Our world is too busy. There’s too much noise and far too many words, which is why it helps to unwind by visiting other planets, such as Kevin Lavitt’s solar system of reposed keyboards and samples.

Planets, the latest EP from the Seattle beatsmith lets you sit back and project rather than just being all about intake. Only three of the album’s eight tracks are instrumentals (“Zodiac,” “Planets,” and “Callisto”), even those featuring guest vocals have big spacious loops for reflection. Lavitt’s touch is ethereal and distant, though every song on his new project is blush with an almost analog warmth.

“My mission with Planets is to open up people’s ears to musical possibilities that are out of the ordinary,” Lavitt tells DJ Booth, “Like seeing a new color. I want to showcase all of the featured artist’ talents on a musical platform that no listener has ever experienced.” This is certainly a bit melodramatic for what the album actually achieves — a producer giving the backdrop for a series of artist to perform isn’t nearly a revolution — but it’s definitely a backwards take from Broke Beats, which makes it all the more intriguing.

“Strange,” which features a Tinashe-esque contribution from Ariana Deboo, is the de facto single from Planets — a funky, stripped-down R&B jam that plays like two ribbons of velvet rubbing together — but the album is so evenly spread with features it’s hard to pick a standout. Kung Foo Grip’s regimented out-the-gate verse on “Be Here Always” drives the lively telephonic beat right into a vibed-out chorus from Alana Belle, delivering the album’s most enjoyable romp (at one point, Grip raps “If we made a sex tape, it’d probably go platinum”). On the other side of the dynamic, Thig Nat’s modulated addition to album closer “The Deep End” creates a moody air that ends Planets ominously.

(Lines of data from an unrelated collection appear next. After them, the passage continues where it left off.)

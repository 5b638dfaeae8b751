use serde::{Deserialize, Serialize};

/// How many pre-filter candidates to keep in the diagnostics preview.
pub const PREVIEW_LIMIT: usize = 10;

/// One ranked match returned to the caller.
#[derive(Debug, Clone, Serialize, Deserialize, PartialEq)]
pub struct Reference {
    /// Row id in the stored matrix.
    pub row: usize,
    pub key: String,
    pub summary: String,
    pub owner: Option<String>,
    pub score: f32,
}

/// A candidate as seen before self-skip and threshold filtering.
#[derive(Debug, Clone, Serialize, Deserialize, PartialEq)]
pub struct CandidatePreview {
    pub row: usize,
    pub key: String,
    pub score: f32,
}

/// Score distribution and filter accounting for one query.
///
/// Retrieval quality is only tunable through `score_threshold` and `top_k`,
/// so every query reports the full distribution it saw, not just the
/// survivors.
#[derive(Debug, Clone, Default, Serialize, Deserialize, PartialEq)]
pub struct QueryDiagnostics {
    /// Number of stored rows scored against this query.
    pub rows_considered: usize,
    pub max_score: Option<f32>,
    pub min_score: Option<f32>,
    pub mean_score: Option<f32>,
    /// Rows scoring at or above the threshold, counted before any filtering.
    pub above_threshold: usize,
    /// Top-ranked candidates before self-skip and threshold filtering.
    pub top_candidates: Vec<CandidatePreview>,
    /// Candidates dropped because their key matched the query's own key.
    pub self_skips: usize,
    /// Candidates dropped for scoring below the threshold.
    pub threshold_rejects: usize,
    /// Set when the query embedding width did not match the stored width.
    /// The query then carries no references at all.
    pub dimension_mismatch: bool,
}

impl QueryDiagnostics {
    pub fn for_scores(scores: &[f32], threshold: f32) -> Self {
        let mut diag = Self {
            rows_considered: scores.len(),
            ..Self::default()
        };
        if scores.is_empty() {
            return diag;
        }
        let mut max = f32::NEG_INFINITY;
        let mut min = f32::INFINITY;
        let mut sum = 0.0_f64;
        for &score in scores {
            max = max.max(score);
            min = min.min(score);
            sum += f64::from(score);
            if score >= threshold {
                diag.above_threshold += 1;
            }
        }
        diag.max_score = Some(max);
        diag.min_score = Some(min);
        diag.mean_score = Some((sum / scores.len() as f64) as f32);
        diag
    }

    pub fn dimension_mismatch(query_dim: usize, stored_dim: usize) -> Self {
        log::warn!(
            "Query embedding width {} does not match stored width {}",
            query_dim,
            stored_dim
        );
        Self {
            dimension_mismatch: true,
            ..Self::default()
        }
    }
}

/// Result for one input record: its identity, the ranked references that
/// survived filtering, and the diagnostics bundle.
#[derive(Debug, Clone, Serialize, Deserialize, PartialEq)]
pub struct RetrievalResult {
    pub input_key: String,
    pub input_summary: String,
    pub references: Vec<Reference>,
    pub diagnostics: QueryDiagnostics,
}

#[cfg(test)]
mod tests {
    use super::*;
    use pretty_assertions::assert_eq;

    #[test]
    fn score_stats_cover_the_whole_row() {
        let diag = QueryDiagnostics::for_scores(&[0.9, 0.1, 0.5, 0.5], 0.5);
        assert_eq!(diag.rows_considered, 4);
        assert_eq!(diag.max_score, Some(0.9));
        assert_eq!(diag.min_score, Some(0.1));
        assert_eq!(diag.mean_score, Some(0.5));
        assert_eq!(diag.above_threshold, 3);
        assert!(!diag.dimension_mismatch);
    }

    #[test]
    fn empty_row_has_no_stats() {
        let diag = QueryDiagnostics::for_scores(&[], 0.5);
        assert_eq!(diag.rows_considered, 0);
        assert_eq!(diag.max_score, None);
        assert_eq!(diag.mean_score, None);
        assert_eq!(diag.above_threshold, 0);
    }
}
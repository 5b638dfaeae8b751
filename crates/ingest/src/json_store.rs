use crate::error::Result;
use quickref_vector_store::IssueRecord;
use std::collections::HashSet;
use std::path::Path;

/// Outcome of one append into the normalized JSON store.
#[derive(Debug, Clone, Default, PartialEq, Eq)]
pub struct AppendSummary {
    pub added: usize,
    pub skipped_duplicates: usize,
    /// Store size after the append.
    pub total: usize,
}

/// Read the normalized store. Missing file means an empty store; an
/// unreadable file is treated the same way so a damaged store never blocks
/// a fresh ingest.
pub async fn load_json_store(path: impl AsRef<Path>) -> Result<Vec<IssueRecord>> {
    let path = path.as_ref();
    if !path.exists() {
        return Ok(Vec::new());
    }
    let bytes = tokio::fs::read(path).await?;
    match serde_json::from_slice(&bytes) {
        Ok(records) => Ok(records),
        Err(err) => {
            log::warn!(
                "JSON store {} is unreadable ({}), treating as empty",
                path.display(),
                err
            );
            Ok(Vec::new())
        }
    }
}

/// Append records to the JSON store, deduplicating on `key_field` string
/// equality. Keyless records are appended as-is since nothing can dedup
/// them. The store is replaced atomically (tmp sibling + rename).
pub async fn append_to_json_store(
    new_records: &[IssueRecord],
    path: impl AsRef<Path>,
    key_field: &str,
) -> Result<AppendSummary> {
    let path = path.as_ref();
    let mut existing = load_json_store(path).await?;

    let mut seen: HashSet<String> = existing
        .iter()
        .filter_map(|record| record.field(key_field).map(str::to_string))
        .collect();

    let mut summary = AppendSummary::default();
    for record in new_records {
        if let Some(key) = record.field(key_field) {
            if !seen.insert(key.to_string()) {
                summary.skipped_duplicates += 1;
                continue;
            }
        }
        existing.push(record.clone());
        summary.added += 1;
    }
    summary.total = existing.len();

    if let Some(parent) = path.parent() {
        tokio::fs::create_dir_all(parent).await?;
    }
    let tmp = path.with_extension("json.tmp");
    tokio::fs::write(&tmp, serde_json::to_vec_pretty(&existing)?).await?;
    tokio::fs::rename(&tmp, path).await?;

    log::info!(
        "JSON store append: added={}, skipped_duplicates={}, total={}",
        summary.added,
        summary.skipped_duplicates,
        summary.total
    );
    Ok(summary)
}
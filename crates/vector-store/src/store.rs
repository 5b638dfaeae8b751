use crate::config::StoreConfig;
use crate::error::{Result, VectorStoreError};
use crate::record::RowMeta;
use crate::snapshot::Snapshot;
use byteorder::{ByteOrder, LittleEndian};
use ndarray::Array2;
use std::collections::BTreeMap;
use std::path::Path;

/// Durable row-id -> (vector, provenance) mapping. One instance per store
/// layout; all operations go through an explicit handle, never a global.
///
/// Persistence is a two-artifact write (metadata JSON + binary matrix).
/// Both halves are staged as `.tmp` siblings and renamed into place only
/// after both writes succeed, so a crash mid-save never leaves metadata
/// referencing vector rows that do not exist.
pub struct VectorStore {
    config: StoreConfig,
}

impl VectorStore {
    pub fn open(config: StoreConfig) -> Self {
        Self { config }
    }

    pub fn config(&self) -> &StoreConfig {
        &self.config
    }

    /// Read the persisted snapshot. Missing files mean "empty store" (the
    /// first-run bootstrap state); disagreement between the halves is
    /// `CorruptState` and never silently truncated.
    pub async fn load(&self) -> Result<Snapshot> {
        let meta_exists = self.config.meta_path.exists();
        let matrix_exists = self.config.matrix_path.exists();
        if !meta_exists && !matrix_exists {
            log::debug!(
                "No persisted store at {}; starting empty",
                self.config.meta_path.display()
            );
            return Ok(Snapshot::empty(self.config.dimension));
        }
        if meta_exists != matrix_exists {
            return Err(VectorStoreError::CorruptState(format!(
                "store halves disagree: metadata present={meta_exists}, matrix present={matrix_exists}"
            )));
        }

        let meta_bytes = tokio::fs::read(&self.config.meta_path).await?;
        let rows = decode_meta(&meta_bytes)?;

        let matrix_bytes = tokio::fs::read(&self.config.matrix_path).await?;
        let matrix = decode_matrix(&matrix_bytes, self.config.dimension)?;

        let snapshot = Snapshot::from_parts(matrix, rows)?;
        log::debug!(
            "Loaded store snapshot: {} rows x {} dims",
            snapshot.len(),
            snapshot.dimension()
        );
        Ok(snapshot)
    }

    /// Replace the persisted snapshot wholesale. See the struct docs for the
    /// atomicity contract.
    pub async fn save(&self, snapshot: &Snapshot) -> Result<()> {
        if snapshot.dimension() != self.config.dimension {
            return Err(VectorStoreError::InvalidDimension {
                expected: self.config.dimension,
                actual: snapshot.dimension(),
            });
        }

        let meta_bytes = encode_meta(snapshot.rows())?;
        let matrix_bytes = encode_matrix(snapshot.matrix());

        ensure_parent_dir(&self.config.meta_path).await?;
        ensure_parent_dir(&self.config.matrix_path).await?;

        let meta_tmp = tmp_sibling(&self.config.meta_path);
        let matrix_tmp = tmp_sibling(&self.config.matrix_path);
        tokio::fs::write(&meta_tmp, &meta_bytes).await?;
        tokio::fs::write(&matrix_tmp, &matrix_bytes).await?;

        // Both staged writes succeeded; now make them visible.
        tokio::fs::rename(&meta_tmp, &self.config.meta_path).await?;
        tokio::fs::rename(&matrix_tmp, &self.config.matrix_path).await?;

        log::info!(
            "Saved store snapshot: {} rows to {}",
            snapshot.len(),
            self.config.meta_path.display()
        );
        Ok(())
    }
}

fn tmp_sibling(path: &Path) -> std::path::PathBuf {
    let mut name = path
        .file_name()
        .map(|n| n.to_string_lossy().into_owned())
        .unwrap_or_default();
    name.push_str(".tmp");
    path.with_file_name(name)
}

async fn ensure_parent_dir(path: &Path) -> Result<()> {
    if let Some(parent) = path.parent() {
        tokio::fs::create_dir_all(parent).await?;
    }
    Ok(())
}

/// Metadata is a JSON object mapping the stringified row index to its
/// provenance record. Row indices read back as integers must form the dense
/// range `[0, row_count)`.
fn decode_meta(bytes: &[u8]) -> Result<Vec<RowMeta>> {
    let map: BTreeMap<String, RowMeta> = serde_json::from_slice(bytes)?;
    let mut rows: Vec<Option<RowMeta>> = vec![None; map.len()];
    let count = map.len();
    for (raw_index, meta) in map {
        let index: usize = raw_index.parse().map_err(|_| {
            VectorStoreError::CorruptState(format!("non-numeric metadata row index '{raw_index}'"))
        })?;
        if index >= count {
            return Err(VectorStoreError::CorruptState(format!(
                "metadata row index {index} outside dense range [0, {count})"
            )));
        }
        if rows[index].replace(meta).is_some() {
            return Err(VectorStoreError::CorruptState(format!(
                "duplicate metadata row index {index}"
            )));
        }
    }
    // Every slot was filled exactly once, so the unwrap below cannot fire.
    Ok(rows.into_iter().map(|meta| meta.unwrap()).collect())
}

fn encode_meta(rows: &[RowMeta]) -> Result<Vec<u8>> {
    let map: BTreeMap<String, &RowMeta> = rows
        .iter()
        .enumerate()
        .map(|(index, meta)| (index.to_string(), meta))
        .collect();
    Ok(serde_json::to_vec_pretty(&map)?)
}

/// The matrix file is headerless: `row_count * dimension` little-endian f32
/// values. Width comes from the configured dimension; a file that is not a
/// whole number of rows is corrupt.
fn decode_matrix(bytes: &[u8], dimension: usize) -> Result<Array2<f32>> {
    let row_bytes = dimension * std::mem::size_of::<f32>();
    if row_bytes == 0 {
        return Err(VectorStoreError::CorruptState(
            "configured dimension is zero".to_string(),
        ));
    }
    if bytes.len() % row_bytes != 0 {
        return Err(VectorStoreError::CorruptState(format!(
            "matrix file length {} is not a multiple of row width {row_bytes}",
            bytes.len()
        )));
    }
    let rows = bytes.len() / row_bytes;
    let mut values = vec![0.0_f32; rows * dimension];
    LittleEndian::read_f32_into(bytes, &mut values);
    Ok(Array2::from_shape_vec((rows, dimension), values)?)
}

fn encode_matrix(matrix: &Array2<f32>) -> Vec<u8> {
    let mut bytes = vec![0_u8; matrix.len() * std::mem::size_of::<f32>()];
    let values: Vec<f32> = matrix.iter().copied().collect();
    LittleEndian::write_f32_into(&values, &mut bytes);
    bytes
}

Lavitt’s instrumentals parse different moods for you to inhabit. “Zodiac” opens the EP in a cosmic swirl of lush tones, and three songs later, “Planets” brings this milieu back to Earth with sobering percussion. There’s much for the mind to explore here, so I suggest you grab a complementary download and get to taking your own thoughts for a stroll. Lavitt’s got the tunes to get things started.